(Activity): From the line bearing "pub fn remove_directories(path: &str, dirs: &[&str])" down to the final line of the records below, give every line again exactly and add nothing.

(Data to use):
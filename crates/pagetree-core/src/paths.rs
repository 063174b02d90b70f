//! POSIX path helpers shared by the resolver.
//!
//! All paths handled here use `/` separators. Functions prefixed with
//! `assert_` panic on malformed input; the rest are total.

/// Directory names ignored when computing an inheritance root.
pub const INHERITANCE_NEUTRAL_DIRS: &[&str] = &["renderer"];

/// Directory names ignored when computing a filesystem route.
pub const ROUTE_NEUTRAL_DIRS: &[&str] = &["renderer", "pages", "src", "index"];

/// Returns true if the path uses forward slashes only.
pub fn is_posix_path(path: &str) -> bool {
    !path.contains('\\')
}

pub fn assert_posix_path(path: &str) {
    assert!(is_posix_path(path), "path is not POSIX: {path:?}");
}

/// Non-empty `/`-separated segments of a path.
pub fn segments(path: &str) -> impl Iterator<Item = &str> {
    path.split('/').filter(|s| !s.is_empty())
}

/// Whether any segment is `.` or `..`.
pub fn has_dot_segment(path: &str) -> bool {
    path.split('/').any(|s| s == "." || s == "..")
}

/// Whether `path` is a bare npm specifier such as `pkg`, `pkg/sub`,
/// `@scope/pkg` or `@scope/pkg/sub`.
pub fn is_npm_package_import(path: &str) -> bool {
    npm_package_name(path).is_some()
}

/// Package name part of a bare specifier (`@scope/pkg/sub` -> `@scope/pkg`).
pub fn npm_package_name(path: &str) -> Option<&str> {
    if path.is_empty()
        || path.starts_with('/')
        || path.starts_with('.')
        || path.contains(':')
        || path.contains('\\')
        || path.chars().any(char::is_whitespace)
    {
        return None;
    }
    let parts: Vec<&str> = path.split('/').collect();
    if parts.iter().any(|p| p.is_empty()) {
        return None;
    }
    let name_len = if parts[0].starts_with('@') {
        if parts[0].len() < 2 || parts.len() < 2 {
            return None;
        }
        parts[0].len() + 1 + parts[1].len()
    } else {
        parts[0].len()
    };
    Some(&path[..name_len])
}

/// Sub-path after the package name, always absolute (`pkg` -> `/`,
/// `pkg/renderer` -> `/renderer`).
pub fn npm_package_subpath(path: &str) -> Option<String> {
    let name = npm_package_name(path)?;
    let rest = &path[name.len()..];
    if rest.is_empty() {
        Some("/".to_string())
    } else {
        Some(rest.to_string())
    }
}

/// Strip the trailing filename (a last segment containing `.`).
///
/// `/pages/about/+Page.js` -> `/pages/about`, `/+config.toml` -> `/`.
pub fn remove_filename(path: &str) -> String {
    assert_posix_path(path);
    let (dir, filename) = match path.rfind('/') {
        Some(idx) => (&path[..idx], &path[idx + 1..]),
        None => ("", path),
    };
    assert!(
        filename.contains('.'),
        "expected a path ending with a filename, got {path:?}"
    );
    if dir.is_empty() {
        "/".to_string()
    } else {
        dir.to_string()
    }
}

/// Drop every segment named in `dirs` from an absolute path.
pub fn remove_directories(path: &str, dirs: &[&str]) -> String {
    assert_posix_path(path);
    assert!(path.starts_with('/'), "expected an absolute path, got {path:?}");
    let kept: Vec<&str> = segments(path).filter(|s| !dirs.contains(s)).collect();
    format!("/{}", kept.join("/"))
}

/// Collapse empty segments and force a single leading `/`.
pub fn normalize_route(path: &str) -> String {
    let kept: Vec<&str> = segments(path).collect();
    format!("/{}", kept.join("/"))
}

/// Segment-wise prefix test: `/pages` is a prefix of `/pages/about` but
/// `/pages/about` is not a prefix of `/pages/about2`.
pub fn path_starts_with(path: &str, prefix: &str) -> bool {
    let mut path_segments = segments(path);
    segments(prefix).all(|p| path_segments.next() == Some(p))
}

(Answer space):
pub fn remove_directories(path: &str, dirs: &[&str]) -> String {
    assert_posix_path(path);
    assert!(path.starts_with('/'), "expected an absolute path, got {path:?}");
    let kept: Vec<&str> = segments(path).filter(|s| !dirs.contains(s)).collect();
    format!("/{}", kept.join("/"))
}

/// Collapse empty segments and force a single leading `/`.
pub fn normalize_route(path: &str) -> String {
    let kept: Vec<&str> = segments(path).collect();
    format!("/{}", kept.join("/"))
}

/// Segment-wise prefix test: `/pages` is a prefix of `/pages/about` but
/// `/pages/about` is not a prefix of `/pages/about2`.
pub fn path_starts_with(path: &str, prefix: &str) -> bool {
    let mut path_segments = segments(path);
    segments(prefix).all(|p| path_segments.next() == Some(p))
}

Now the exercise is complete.